Le point de presse tenu le 14 mars 2010 par huit partis politique dont l’APP, avec comme thème « La primauté de l’Arabe doit être absolue et perpétuelle» semble être la goutte d’eau qui a fait déborder la vase. Car en marge de ce point de presse, les huit partis « ont suggéré la mise en place d’une équipe parlementaire pour veiller sur l’application intégrale du contenu de l’article 6 de la Constitution et de faire de l’année 2010, une année où l’arabe sera la langue de l’administration et du travail. »
Des paroles qui n’ont pas manqué d’offusquer plus d’un. Comme en témoigne, cette volte-face de l’ancien ministre des Transports (période de la transition), Diop Cheikh Baidy qui s’indigne, qualifiant les paroles de terrorisme intellectuel et xénophobe.
Selon lui, les mauvais génies de la Mauritanie émergent d’une anesthésie imposée en partie par l’opinion internationale et une partie de l’opinion nationale suite aux exécutions extrajudiciaires et aux déportations menées entre 1989 et 1991. Ce qui est, selon ses dires, le plus grand crime qu’un Etat puisse infliger à des composantes de son peuple.
Les survivants de ces atrocités, indique-t-il, n’ont pas de répondant en droit international moderne. Pendant vingt ans, parler de ces atrocités était considéré comme un suicide ou une intolérable provocation. Témoignant par la suite qu’en 2007, un régime politique a voulu pour des raisons de justice et de cohésion nationale vider ce lourd passif humanitaire. Mais malheureusement dira t-il, ce sont les plus hautes autorités de l’Etat et un segment d’une certaine intelligentsia « arabophone » qui deviennent aujourd’hui, les thuriféraires ethnicistes et poussent à la confrontation des composantes nationales.
Poussant le bouchon plus loin, il affirme que ce sont quelques imams de mosquées et certains professeurs d’université qui poussent à l’exclusion ethnique en demandant une imposition brutale exclusive et sans nuance de la langue arabe. Selon lui, c’est juste une fuite en avant pour refuser ainsi aux autres composantes nationales du pays (halpularen, soninkés et wolofs), la légitimité et le droit à la différence et à la diversité linguistique et culturelle. Selon lui, un homme de bien ne peut dire des incongruités politiques, à fortiori, « des mensonges historiques ». Par la suite, il a indiqué que ceux qui connaissent l’histoire ou veulent d’une Mauritanie qui se construit, savent parfaitement, les cheminements historiques et le rôle joué par chacune des composantes nationales. Car, la Mauritanie, dira t-il, de par sa constitution, n’est ni un empire ni un Emirat, mais une République « Res publica », c’est-à-dire une « Chose publique » qui appartient à tout le monde, sans droit de préemption d’une classe, d’un lobby sur un autre.
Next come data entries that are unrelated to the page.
pub const DEFAULT_CURRENCY: &str = "USD";

// Universal (analytics.js) commands.
pub const CMD_CREATE: &str = "create";
pub const CMD_SEND: &str = "send";
pub const CMD_SET: &str = "set";
pub const CMD_REQUIRE: &str = "require";
pub const CMD_LINKER_AUTO_LINK: &str = "linker:autoLink";
pub const CMD_ECOMMERCE_ADD_TRANSACTION: &str = "ecommerce:addTransaction";
pub const CMD_ECOMMERCE_ADD_ITEM: &str = "ecommerce:addItem";
pub const CMD_ECOMMERCE_SEND: &str = "ecommerce:send";
pub const CMD_ECOMMERCE_CLEAR: &str = "ecommerce:clear";
pub const CMD_EC_ADD_PRODUCT: &str = "ec:addProduct";
pub const CMD_EC_ADD_IMPRESSION: &str = "ec:addImpression";
pub const CMD_EC_ADD_PROMO: &str = "ec:addPromo";
pub const CMD_EC_SET_ACTION: &str = "ec:setAction";

// Classic (ga.js) commands.
pub const CMD_SET_ACCOUNT: &str = "_setAccount";
pub const CMD_SET_DOMAIN_NAME: &str = "_setDomainName";
pub const CMD_CLASSIC_REQUIRE: &str = "_require";
pub const CMD_CLASSIC_SET: &str = "_set";
pub const CMD_TRACK_PAGEVIEW: &str = "_trackPageview";
pub const CMD_TRACK_EVENT: &str = "_trackEvent";
pub const CMD_ADD_TRANS: &str = "_addTrans";
pub const CMD_ADD_ITEM: &str = "_addItem";
pub const CMD_TRACK_TRANS: &str = "_trackTrans";
pub const CMD_ADD_PRODUCT: &str = "_addProduct";
pub const CMD_ADD_IMPRESSION: &str = "_addImpression";
pub const CMD_ADD_PROMO: &str = "_addPromo";
pub const CMD_SET_ACTION: &str = "_setAction";

pub const INPAGE_LINKID_PLUGIN: &str = "//www.google-analytics.com/plugins/ga/inpage_linkid.js";

// Operation names reported by the e-commerce feature gate.
pub const OP_ADD_TRANS: &str = "addTrans";
pub const OP_ADD_ITEM: &str = "addItem";
pub const OP_TRACK_TRANS: &str = "trackTrans";
pub const OP_CLEAR_TRANS: &str = "clearTrans";
pub const OP_ADD_PRODUCT: &str = "addProduct";
pub const OP_ADD_IMPRESSION: &str = "addImpression";
pub const OP_ADD_PROMO: &str = "addPromo";
pub const OP_SET_ACTION: &str = "setAction";

pub const WARN_NO_ACCOUNTS: &str = "No accounts to register";
pub const WARN_MULTIPLE_CLASSIC_TRACKERS: &str =
    "Multiple trackers are not supported with ga.js. Using first tracker only";
pub const WARN_SCRIPTS_ALREADY_CREATED: &str = "Script tags already created";
pub const WARN_TRACKING_FUNCTION_MISSING: &str = "ga function not set on window";
pub const WARN_COMMAND_QUEUE_MISSING: &str = "_gaq queue not set on window";

pub const LOG_LABEL_INJECT: &str = "inject";
pub const CALL_LOG_TARGET: &str = "ga_tracker::analytics";

/// Query parameters mapped onto campaign fields of universal page views.
pub const UTM_CAMPAIGN_FIELDS: &[(&str, &str)] = &[
    ("utm_source", "campaignSource"),
    ("utm_medium", "campaignMedium"),
    ("utm_term", "campaignTerm"),
    ("utm_content", "campaignContent"),
    ("utm_campaign", "campaignName"),
];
Selon lui, cette incroyable mansuétude vis-à-vis de ceux qui revendiquent haut et fort leur xénophobie et poussent à la confrontation ethnique est intellectuellement explicable.
Pour y remédier, il a demandé à la puissance publique de sanctionner, conformément à la loi, toutes les fautes susceptibles d’engendrer des troubles graves, pour qu’elle puisse arrêter, rapidement, toutes dérives pernicieuses qui prônent l’exclusion et peuvent conduire à des implosions. Car ajoutera t-il, des revendications identitaires stériles et inopportunes risquent de continuer à paralyser le pays en neutralisant l’énergie de ses cadres et en passant sous le tamis de lessivage, ses efforts de construction et son tissu de valeurs.
S’indignant de ces paroles, il a demandé de ne pas traumatiser l’histoire. Il faudrait s’attaquer à des actes essentiels garantissant la stabilité et la sécurité du pays, l’égalité devant la loi, le droit à la différence et à la diversité, l’utilisation optimale de ses ressources pour l’épanouissement et le bonheur de ses enfants. « C’est ce rêve là que nous avions fait en aidant le 28 novembre 1960, à la naissance d’un Etat moderne ».